La palabra es el elemento primordial sobre el que el director ha reconstruido aquel tiempo en Longa noite. En busca de la emoción, Enciso desecha el camino fácil (la dramatización de los textos) y apuesta por el estatismo de la cámara, por la ausencia de música y por el hieratismo de actores no profesionales o amateurs. El resultado no solo recuerda a Straub y Danièle Huillet sino también al director alemán Werner Herzog o al portugués Pedro Costa. “La idea es que el espectador sea consciente del lenguaje, casi como sucede en la poesía: el objetivo de un poema no es que lo leas y no te des cuenta de qué palabras se han usado, cada sílaba tiene que tener un peso, una fuerza”, asegura el director.
Atmósfera tenebrosa
Lejos de las visiones más conservadoras que este mismo año han pergeñado de aquel tiempo Alejandro Amenábar en Mientras dure la guerra y Jon Garaño, Jose Mari Goenaga y Aitor Arregi en La trinchera infinita, la estimulante propuesta de Enciso nos inserta en la posguerra no a través de la reconstrucción historicista sino impregnando cada fotograma de una atmósfera tenebrosa por la que supura el terror y la ignominia. La película, en este sentido, se puede entender como un tratado sobre el miedo, sentimiento que articula tanto la puesta en escena como la frase que cala más hondo de todas cuantas contiene. “Una cosa es el miedo a algo, a una bala perdida o a unos soldados que se te pueden cruzar, y otra distinta es el miedo de siempre, que está ahí, detrás de todo”, asegura uno de los personajes, el antiguo combatiente republicano, haciendo suyo un fragmento de Los Pichiciegos del argentino Rodolfo Fogwill.
Estructurada en tres partes, la película tiene un escueto hilo argumental: la llegada de Anxo a su pueblo, donde no es bien recibido, que se sostiene a través de diálogos; su travesía en barca más allá de la frontera para entregar una carta a una mujer, en la que presenciamos largas confesiones íntimas relacionadas con la guerra de algunos personajes, y su inmersión en un bosque por el que deambula en una noche infinita mientras una voz en off lee cartas de represaliados.
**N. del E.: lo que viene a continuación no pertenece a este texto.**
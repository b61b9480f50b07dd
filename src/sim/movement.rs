//! Per-step position integration
//!
//! Player (walk + dash), enemies (straight seek), projectiles (ballistic,
//! released off-field) and gems (magnet seek).

use glam::Vec2;
use serde::{Deserialize, Serialize};

use super::collision::{clamp_to_field, nearest, outside_field};
use super::state::GameState;
use crate::consts::OFFFIELD_MARGIN;
use crate::direction_to;

/// Held movement keys (screen space: up is -y)
#[derive(Debug, Clone, Copy, Default, PartialEq, Eq, Serialize, Deserialize)]
pub struct MoveIntent {
    pub up: bool,
    pub down: bool,
    pub left: bool,
    pub right: bool,
}

impl MoveIntent {
    /// Unnormalised axis sum, each component in {-1, 0, 1}
    pub fn raw(&self) -> Vec2 {
        let mut v = Vec2::ZERO;
        if self.up {
            v.y -= 1.0;
        }
        if self.down {
            v.y += 1.0;
        }
        if self.left {
            v.x -= 1.0;
        }
        if self.right {
            v.x += 1.0;
        }
        v
    }

    /// Unit direction, zero when no (or cancelling) keys are held
    pub fn direction(&self) -> Vec2 {
        self.raw().normalize_or_zero()
    }

    /// Nearest 8-way intent for an arbitrary direction
    pub fn toward(dir: Vec2) -> Self {
        const DEADZONE: f32 = 0.38;
        let dir = dir.normalize_or_zero();
        Self {
            up: dir.y < -DEADZONE,
            down: dir.y > DEADZONE,
            left: dir.x < -DEADZONE,
            right: dir.x > DEADZONE,
        }
    }
}

/// Start a dash if unlocked and off cooldown. Returns whether it started.
pub fn try_dash(state: &mut GameState, intent: &MoveIntent) -> bool {
    let now = state.now;
    let player = &mut state.player;
    if !player.dash.unlocked || player.dash.active || now < player.dash.ready_at {
        return false;
    }

    let raw = intent.raw();
    // No keys held leaves a zero direction: the dash grants i-frames in place
    let magnitude = if raw == Vec2::ZERO { 1.0 } else { raw.length() };
    player.dash.active = true;
    player.dash.direction = raw / magnitude;
    player.dash.until = now + player.dash_duration_ms;
    player.iframe_until = player.iframe_until.max(player.dash.until);
    log::debug!("Dash until {:.0}ms", player.dash.until);
    true
}

/// Walk or dash, then keep the player inside the field
pub fn move_player(state: &mut GameState, intent: &MoveIntent, dt: f32) {
    let now = state.now;
    let field = state.field();
    let player = &mut state.player;

    if player.dash.active {
        if now >= player.dash.until {
            player.dash.active = false;
            player.dash.ready_at = now + player.dash_cooldown_ms;
        } else {
            player.pos += player.dash.direction * player.dash_speed * dt;
        }
    } else {
        player.pos += intent.direction() * player.speed * dt;
    }

    player.pos = clamp_to_field(player.pos, player.radius, field);
}

/// Every live enemy walks straight at the player
pub fn move_enemies(state: &mut GameState, dt: f32) {
    let target = state.player.pos;
    for index in state.enemies.indices() {
        if let Some(enemy) = state.enemies.get_mut(index) {
            let speed = enemy.current_speed();
            enemy.pos += direction_to(enemy.pos, target) * speed * dt;
        }
    }
}

/// Advance projectiles; release any that left the field
pub fn move_projectiles(state: &mut GameState, dt: f32) {
    let field = state.field();
    for index in state.projectiles.indices() {
        let Some(proj) = state.projectiles.get_mut(index) else {
            continue;
        };
        proj.pos += proj.vel * dt;
        if outside_field(proj.pos, field, OFFFIELD_MARGIN) {
            state.projectiles.release(index);
        }
    }
}

/// Gems inside the magnet radius fly straight at the player
pub fn move_gems(state: &mut GameState, dt: f32) {
    let target = state.player.pos;
    let magnet_radius = state.config.gem.magnet_radius + state.player.magnet_bonus;
    let speed = state.config.gem.magnet_speed;
    for index in state.gems.indices() {
        let Some(gem) = state.gems.get_mut(index) else {
            continue;
        };
        if gem.pos.distance(target) <= magnet_radius {
            gem.pos += direction_to(gem.pos, target) * speed * dt;
        }
    }
}

/// Demo steering: flee the nearest close enemy, otherwise collect gems,
/// otherwise drift back toward the middle of the field
pub fn idle_intent(state: &GameState) -> MoveIntent {
    const DANGER_RADIUS: f32 = 220.0;
    let me = state.player.pos;

    let threat = nearest(me, state.enemies.iter().map(|(i, e)| (i, e.pos)))
        .and_then(|i| state.enemies.get(i))
        .filter(|e| e.pos.distance(me) < DANGER_RADIUS);
    if let Some(enemy) = threat {
        let away = direction_to(enemy.pos, me);
        // Slide along walls instead of pinning into a corner
        let center = state.field() / 2.0;
        let steer = away + direction_to(me, center) * 0.35;
        return MoveIntent::toward(steer);
    }

    let gems = state.gems.iter().map(|(i, g)| (i, g.pos));
    if let Some(gem) = nearest(me, gems).and_then(|i| state.gems.get(i)) {
        return MoveIntent::toward(gem.pos - me);
    }

    let center = state.field() / 2.0;
    if me.distance(center) > 40.0 {
        MoveIntent::toward(center - me)
    } else {
        MoveIntent::default()
    }
}

#[cfg(test)]
mod tests {
    use super::*;
    use crate::config::SimConfig;
    use crate::sim::state::{StatusEffect, StatusKind};

    fn state() -> GameState {
        GameState::new(SimConfig::default(), 11)
    }

    #[test]
    fn test_diagonal_is_normalized() {
        let intent = MoveIntent {
            up: true,
            right: true,
            ..Default::default()
        };
        assert!((intent.direction().length() - 1.0).abs() < 1e-5);
        let cancel = MoveIntent {
            left: true,
            right: true,
            ..Default::default()
        };
        assert_eq!(cancel.direction(), Vec2::ZERO);
    }

    #[test]
    fn test_player_moves_and_clamps() {
        let mut s = state();
        let start = s.player.pos;
        let right = MoveIntent {
            right: true,
            ..Default::default()
        };
        move_player(&mut s, &right, 0.1);
        assert!((s.player.pos.x - (start.x + 27.0)).abs() < 1e-3);

        move_player(&mut s, &right, 100.0);
        assert_eq!(s.player.pos.x, s.config.field_width - s.player.radius);
    }

    #[test]
    fn test_dash_requires_unlock_and_cooldown() {
        let mut s = state();
        let right = MoveIntent {
            right: true,
            ..Default::default()
        };
        assert!(!try_dash(&mut s, &right));

        s.player.dash.unlocked = true;
        s.now = 1000.0;
        assert!(try_dash(&mut s, &right));
        assert_eq!(s.player.dash.until, 1150.0);
        assert!(s.player.is_invulnerable(1100.0));
        assert!(!try_dash(&mut s, &right), "already dashing");

        let start = s.player.pos.x;
        move_player(&mut s, &MoveIntent::default(), 0.01);
        assert!((s.player.pos.x - (start + 7.0)).abs() < 1e-3, "dash keeps its trigger direction");

        // Dash ends, cooldown starts
        s.now = 1150.0;
        move_player(&mut s, &MoveIntent::default(), 0.01);
        assert!(!s.player.dash.active, "dash ends exactly at its duration");
        assert_eq!(s.player.dash.ready_at, 3650.0);
        assert!(!try_dash(&mut s, &right));
        s.now = 1150.0 + 2500.0;
        assert!(try_dash(&mut s, &right));
    }

    #[test]
    fn test_dash_without_input_stays_put() {
        let mut s = state();
        s.player.dash.unlocked = true;
        assert!(try_dash(&mut s, &MoveIntent::default()));
        let start = s.player.pos;
        move_player(&mut s, &MoveIntent::default(), 0.05);
        assert_eq!(s.player.pos, start);
    }

    #[test]
    fn test_enemy_seeks_and_freeze_slows() {
        let mut s = state();
        let p = s.player.pos;
        let a = s.spawn_enemy(p - Vec2::new(100.0, 0.0), 20.0, 100.0);
        let b = s.spawn_enemy(p + Vec2::new(100.0, 0.0), 20.0, 100.0);
        s.enemies.get_mut(b).unwrap().effects.push(StatusEffect {
            kind: StatusKind::Freeze,
            magnitude: 0.5,
            expires_at: 10_000.0,
            last_tick: 0.0,
        });

        move_enemies(&mut s, 0.1);
        assert!((s.enemies.get(a).unwrap().pos.x - (p.x - 90.0)).abs() < 1e-3);
        assert!((s.enemies.get(b).unwrap().pos.x - (p.x + 95.0)).abs() < 1e-3);
    }

    #[test]
    fn test_projectile_released_off_field() {
        let mut s = state();
        let i = s.spawn_projectile(Vec2::new(10.0, 10.0), Vec2::new(-1.0, 0.0));
        move_projectiles(&mut s, 0.1);
        assert!(s.projectiles.is_live(i));
        move_projectiles(&mut s, 1.0);
        assert!(!s.projectiles.is_live(i));
    }

    #[test]
    fn test_gem_magnet() {
        let mut s = state();
        let p = s.player.pos;
        let near = s.spawn_gem(p + Vec2::new(100.0, 0.0), 1);
        let far = s.spawn_gem(p + Vec2::new(300.0, 0.0), 1);
        move_gems(&mut s, 0.1);
        assert!((s.gems.get(near).unwrap().pos.x - (p.x + 52.0)).abs() < 1e-3);
        assert_eq!(s.gems.get(far).unwrap().pos.x, p.x + 300.0);

        // Magnet bonus widens the pull radius
        s.player.magnet_bonus = 200.0;
        move_gems(&mut s, 0.1);
        assert!(s.gems.get(far).unwrap().pos.x < p.x + 300.0);
    }

    #[test]
    fn test_idle_flees_nearest_enemy() {
        let mut s = state();
        let p = s.player.pos;
        s.spawn_enemy(p + Vec2::new(100.0, 0.0), 20.0, 85.0);
        let intent = idle_intent(&s);
        assert!(intent.left && !intent.right);
    }
}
Es un viaje de la luz a la oscuridad que lentamente va acercándose a apuestas estéticas heterodoxas como la del cineasta tailandés Apichatpong Weerasethakul, y que, en su último tercio, relaciona de una manera casi mágica la naturaleza y la memoria.
Película simbólica (atiendan a la partida de mus, representación perfecta de la desconfianza reinante), la espectral fotografía de Mauro Herce consigue borrar las fronteras del tiempo y el espacio, construyendo una especie de limbo en el que el director parece querer decirnos que estamos todavía inmersos. Es también Herce quien conecta este filme con la otra gran película gallega del año, Lo que arde, de Oliver Laxe, en la que asimismo se encarga de la fotografía. Ambas (a las que habría que añadir Trinta Lumes, de Diana Toucedo) suponen la entrada de lo que se llamó el Nuevo Cine Gallego en una nueva era de madurez donde, a pesar de ofrecer propuestas singulares, los autores parecen ya capacitados para interesar a un mayor número de espectadores.